Una buena manicura puede transformar por completo el aspecto de las manos. Y aunque el color de la piel no cambia, existe un sencillo truco visual para potenciar ese efecto dorado que deja el verano: elegir un esmalte que genere el contraste adecuado.
La clave está en jugar con los colores. Los tonos claros y luminosos pueden hacer que la piel se vea más cálida, mientras que los colores intensos generan contraste y consiguen que el bronceado destaque todavía más. Además, los acabados brillantes, perlados o glazed reflejan la luz y aportan una apariencia más pulida. Para la temporada de verano, las opciones van mucho más allá del clásico blanco. Desde el coral hasta el fucsia, pasando por el amarillo pastel y los tonos perlados, hay alternativas para todos los estilos.
1. Blanco lechoso: el clásico que nunca falla

El blanco sigue siendo uno de los grandes aliados para destacar el bronceado, pero esta temporada conviene elegir versiones más suaves. El blanco leche, marfil o crema genera un contraste limpio sin resultar demasiado rígido.
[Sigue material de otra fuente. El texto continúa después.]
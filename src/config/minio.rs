use aws_config::Region;
use aws_sdk_s3::config::{Credentials, SharedCredentialsProvider};
use aws_sdk_s3::Client;
use secrecy::{ExposeSecret, SecretString};
use serde::Deserialize;

/// S3-compatible object storage holding uploaded documents.
#[derive(Debug, Deserialize, Clone)]
pub struct MinIOSettings {
    pub endpoint: String,
    pub access_key: SecretString,
    pub secret_key: SecretString,
    pub bucket_name: String,
    #[serde(default = "default_region")]
    pub region: String,
}

fn default_region() -> String {
    "us-east-1".to_string()
}

impl MinIOSettings {
    pub fn s3_client(&self) -> Client {
        let credentials = Credentials::new(
            self.access_key.expose_secret(),
            self.secret_key.expose_secret(),
            None,
            None,
            "medlm-minio",
        );

        let config = aws_sdk_s3::Config::builder()
            .behavior_version_latest()
            .endpoint_url(&self.endpoint)
            .region(Region::new(self.region.clone()))
            .credentials_provider(SharedCredentialsProvider::new(credentials))
            // MinIO serves buckets under the path, not as subdomains
            .force_path_style(true)
            .build();

        Client::from_conf(config)
    }
}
A diferencia del blanco óptico, las versiones cálidas se integran mejor con los tonos dorados de la piel y dan como resultado una manicura elegante y luminosa.
-Consejo: probalo con acabado glossy o efecto glazed para potenciar todavía más la luminosidad.
2. Coral: el color que grita verano

Entre el naranja y el rojo, el coral es uno de los tonos más favorecedores para una piel dorada. Su base cálida acompaña el bronceado y aporta una dosis instantánea de color. Es una excelente opción tanto para uñas cortas como largas y funciona especialmente bien en una manicura uniforme, sin necesidad de sumar nail art.
-Consejo: si buscás un resultado más sofisticado, elegí un coral ligeramente apagado; para un look más divertido, apostá por una versión vibrante.
3. Fucsia: contraste intenso y femenino

El fucsia es otro de los colores que consiguen que la piel parezca visualmente más bronceada. Su intensidad genera un contraste marcado con las manos y hace que el tono dorado se destaque. Además, es una alternativa perfecta para quienes quieren salir de los clásicos tonos nude sin llegar a los colores neón.
-Consejo: queda especialmente bien con uñas cortas y de forma almendrada o cuadrada.
4. Amarillo mantequilla: la tendencia más delicada

El amarillo pastel se convirtió en uno de los tonos favoritos de las manicuras actuales. Su versión pastel aporta luminosidad y tiene un efecto especialmente interesante sobre pieles doradas. Es una alternativa más suave que el amarillo intenso y permite llevar color sin que la manicura resulte demasiado llamativa.
-Consejo: llevalo en acabado cremoso para conseguir una manicura minimalista y moderna.
5. Turquesa o azul: el contraste que refresca

Los colores fríos también pueden ser grandes aliados del bronceado. El turquesa, el celeste intenso y algunos tonos de azul crean un contraste que hace que la piel se perciba más cálida. El azul, además, se encuentra entre los tonos protagonistas de las manicuras de verano 2026 y funciona tanto en diseños lisos como en francesitas o nail art.
-Consejo: si no te animás a llevar las uñas completamente azules, probá una francesa con la punta turquesa.
6. Perlado: el acabado que potencia la luz

Más que un color, el perlado es una manera de transformar cualquier manicura. Los reflejos nacarados capturan la luz y pueden hacer que las manos se vean más luminosas. Una base blanca, crema, nude o rosa muy pálido con efecto perlado es ideal para quienes buscan una manicura elegante y fácil de combinar. Los acabados translúcidos y nacarados también siguen ganando protagonismo en las tendencias de 2026.
El truco final: el acabado importa tanto como el color
No todo depende del esmalte. Para conseguir una manicura que realmente destaque el tono de la piel, el acabado también juega un papel fundamental. Los esmaltes glossy, efecto gel, perlados o glazed reflejan la luz y aportan una apariencia más luminosa. En cambio, los acabados completamente mates generan un efecto más sobrio y pueden quitar parte de ese brillo que buscamos durante el verano. Por eso, si el objetivo es conseguir visualmente unas manos más doradas, la fórmula más sencilla es apostar por contraste + luminosidad: un color que se diferencie de la piel y un acabado que refleje la luz. Y no hace falta esperar a tener un bronceado intenso. Incluso sobre una piel apenas dorada, una buena elección de esmalte puede conseguir que las manos se vean más luminosas, cuidadas y protagonistas.